▶ _WORK REQUEST_
Copy each line of the records below that has "None" in it.

----------------------------------------

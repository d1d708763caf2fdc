use encoding_rs::{Encoding, UTF_8};

use crate::error::CsvError;

/// Common value delimiters.
#[derive(Debug, Clone, Copy, PartialEq, Eq)]
pub enum Delimiter {
    Comma,
    Semicolon,
    Tab,
    Pipe,
    Space,
}

impl From<Delimiter> for char {
    fn from(delimiter: Delimiter) -> Self {
        match delimiter {
            Delimiter::Comma => ',',
            Delimiter::Semicolon => ';',
            Delimiter::Tab => '\t',
            Delimiter::Pipe => '|',
            Delimiter::Space => ' ',
        }
    }
}

/// Common quote pairs used to enclose complex values.
#[derive(Debug, Clone, Copy, PartialEq, Eq)]
pub enum Quote {
    DoubleQuote,
    SingleQuote,
    SquareBrackets,
    CurlyBrackets,
}

impl Quote {
    pub fn open(self) -> char {
        match self {
            Quote::DoubleQuote => '"',
            Quote::SingleQuote => '\'',
            Quote::SquareBrackets => '[',
            Quote::CurlyBrackets => '{',
        }
    }

    pub fn close(self) -> char {
        match self {
            Quote::DoubleQuote => '"',
            Quote::SingleQuote => '\'',
            Quote::SquareBrackets => ']',
            Quote::CurlyBrackets => '}',
        }
    }
}

/// Common escape characters.
#[derive(Debug, Clone, Copy, PartialEq, Eq)]
pub enum Escape {
    DoubleQuote,
    Backslash,
}

impl From<Escape> for char {
    fn from(escape: Escape) -> Self {
        match escape {
            Escape::DoubleQuote => '"',
            Escape::Backslash => '\\',
        }
    }
}

/// Common comment markers.
#[derive(Debug, Clone, Copy, PartialEq, Eq)]
pub enum Comment {
    Hash,
    Slash,
    Semicolon,
}

impl From<Comment> for char {
    fn from(comment: Comment) -> Self {
        match comment {
            Comment::Hash => '#',
            Comment::Slash => '/',
            Comment::Semicolon => ';',
        }
    }
}

/// Resolves a charset label to an encoding.
///
/// Accepts WHATWG labels (`utf-8`, `ISO-8859-2`, `windows-1250`, ...) plus the
/// `CpNNNN` spelling, which maps to `windows-NNNN`.
pub fn resolve_charset(label: &str) -> Result<&'static Encoding, CsvError> {
    let label = label.trim();
    if let Some(encoding) = Encoding::for_label(label.as_bytes()) {
        return Ok(encoding);
    }

    let code_page = label
        .get(..2)
        .filter(|prefix| prefix.eq_ignore_ascii_case("cp"))
        .map(|_| &label[2..])
        .filter(|digits| !digits.is_empty() && digits.chars().all(|c| c.is_ascii_digit()));
    if let Some(digits) = code_page {
        if let Some(encoding) = Encoding::for_label(format!("windows-{digits}").as_bytes()) {
            return Ok(encoding);
        }
    }

    Err(CsvError::Configuration(format!(
        "unsupported charset |{label}|"
    )))
}

/// Parameters shared by the CSV reader and writer.
///
/// A format is set up once, usually with [`CsvFormat::builder`], and then
/// read through its accessors. Disabled characters (comment, quotes, escape)
/// are `None`.
///
/// Escaping is active only when open quote, close quote and escape are all
/// set; see [`CsvFormat::is_escaping`].
///
/// # Examples
///
/// ```
/// use csv_binder::item::csv::csv_format::{CsvFormat, Delimiter, Escape, Quote};
///
/// let format = CsvFormat::builder()
///     .delimiter(Delimiter::Tab)
///     .quote_style(Quote::SquareBrackets)
///     .escape(Escape::Backslash)
///     .comment('\0')
///     .header(true)
///     .charset("ISO-8859-2")
///     .build()
///     .unwrap();
///
/// assert_eq!(format.delimiter(), '\t');
/// assert_eq!(format.open_quote(), Some('['));
/// assert_eq!(format.close_quote(), Some(']'));
/// assert_eq!(format.comment(), None);
/// assert_eq!(format.charset().name(), "ISO-8859-2");
/// ```
#[derive(Debug, Clone)]
pub struct CsvFormat {
    delimiter: char,
    comment: Option<char>,
    open_quote: Option<char>,
    close_quote: Option<char>,
    escape: Option<char>,
    header: bool,
    empty_lines: bool,
    trim: bool,
    charset: &'static Encoding,
    null_value: String,
    strict: bool,
}

impl Default for CsvFormat {
    fn default() -> Self {
        Self {
            delimiter: ',',
            comment: Some('#'),
            open_quote: Some('"'),
            close_quote: Some('"'),
            escape: Some('"'),
            header: false,
            empty_lines: false,
            trim: true,
            charset: UTF_8,
            null_value: "NULL".to_string(),
            strict: false,
        }
    }
}

impl CsvFormat {
    pub fn builder() -> CsvFormatBuilder {
        CsvFormatBuilder::new()
    }

    pub fn delimiter(&self) -> char {
        self.delimiter
    }

    pub fn comment(&self) -> Option<char> {
        self.comment
    }

    pub fn open_quote(&self) -> Option<char> {
        self.open_quote
    }

    pub fn close_quote(&self) -> Option<char> {
        self.close_quote
    }

    pub fn escape(&self) -> Option<char> {
        self.escape
    }

    /// First row holds column names.
    pub fn header(&self) -> bool {
        self.header
    }

    /// Blank rows are returned as empty records instead of being skipped.
    pub fn empty_lines(&self) -> bool {
        self.empty_lines
    }

    /// Leading and trailing white space is stripped from tokenized values.
    pub fn trim(&self) -> bool {
        self.trim
    }

    pub fn charset(&self) -> &'static Encoding {
        self.charset
    }

    /// Token marking an absent value, matched case-insensitively on read.
    pub fn null_value(&self) -> &str {
        &self.null_value
    }

    /// Binding violations fail the read instead of being logged and skipped.
    pub fn strict(&self) -> bool {
        self.strict
    }

    pub fn is_escaping(&self) -> bool {
        self.open_quote.is_some() && self.close_quote.is_some() && self.escape.is_some()
    }

    pub fn set_strict(&mut self, strict: bool) {
        self.strict = strict;
    }

    pub fn set_header(&mut self, header: bool) {
        self.header = header;
    }

    pub fn set_charset(&mut self, label: &str) -> Result<(), CsvError> {
        self.charset = resolve_charset(label)?;
        Ok(())
    }
}

fn enabled(c: char) -> Option<char> {
    (c != '\0').then_some(c)
}

/// A builder for [`CsvFormat`].
///
/// Starts from the defaults: delimiter `,`, comment `#`, quotes `"`/`"`,
/// escape `"`, no header, blank lines skipped, values trimmed, UTF-8,
/// null token `NULL`, relaxed mode.
///
/// Passing `'\0'` as comment, quote or escape character disables it.
#[derive(Debug, Clone)]
pub struct CsvFormatBuilder {
    format: CsvFormat,
    charset: Option<String>,
}

impl Default for CsvFormatBuilder {
    fn default() -> Self {
        Self::new()
    }
}

impl CsvFormatBuilder {
    pub fn new() -> Self {
        Self {
            format: CsvFormat::default(),
            charset: None,
        }
    }

    pub fn delimiter(mut self, delimiter: impl Into<char>) -> Self {
        self.format.delimiter = delimiter.into();
        self
    }

    pub fn comment(mut self, comment: impl Into<char>) -> Self {
        self.format.comment = enabled(comment.into());
        self
    }

    /// Uses the same character to open and close complex values.
    pub fn quote(self, quote: char) -> Self {
        self.quote_pair(quote, quote)
    }

    pub fn quote_pair(mut self, open: char, close: char) -> Self {
        self.format.open_quote = enabled(open);
        self.format.close_quote = enabled(close);
        self
    }

    pub fn quote_style(self, quote: Quote) -> Self {
        self.quote_pair(quote.open(), quote.close())
    }

    pub fn escape(mut self, escape: impl Into<char>) -> Self {
        self.format.escape = enabled(escape.into());
        self
    }

    pub fn header(mut self, yes: bool) -> Self {
        self.format.header = yes;
        self
    }

    pub fn empty_lines(mut self, yes: bool) -> Self {
        self.format.empty_lines = yes;
        self
    }

    pub fn trim(mut self, yes: bool) -> Self {
        self.format.trim = yes;
        self
    }

    /// Charset label, resolved by [`build`](Self::build).
    pub fn charset(mut self, label: impl Into<String>) -> Self {
        self.charset = Some(label.into());
        self
    }

    pub fn null_value(mut self, null_value: impl Into<String>) -> Self {
        self.format.null_value = null_value.into();
        self
    }

    pub fn strict(mut self, yes: bool) -> Self {
        self.format.strict = yes;
        self
    }

    /// Builds the format.
    ///
    /// # Errors
    ///
    /// Returns [`CsvError::Configuration`] when the charset label is unknown.
    pub fn build(self) -> Result<CsvFormat, CsvError> {
        let mut format = self.format;
        if let Some(label) = self.charset {
            format.set_charset(&label)?;
        }
        Ok(format)
    }
}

----------------------------------------

▶ _EXPECTED OUTPUT_
/// are `None`.
/// assert_eq!(format.comment(), None);
            charset: None,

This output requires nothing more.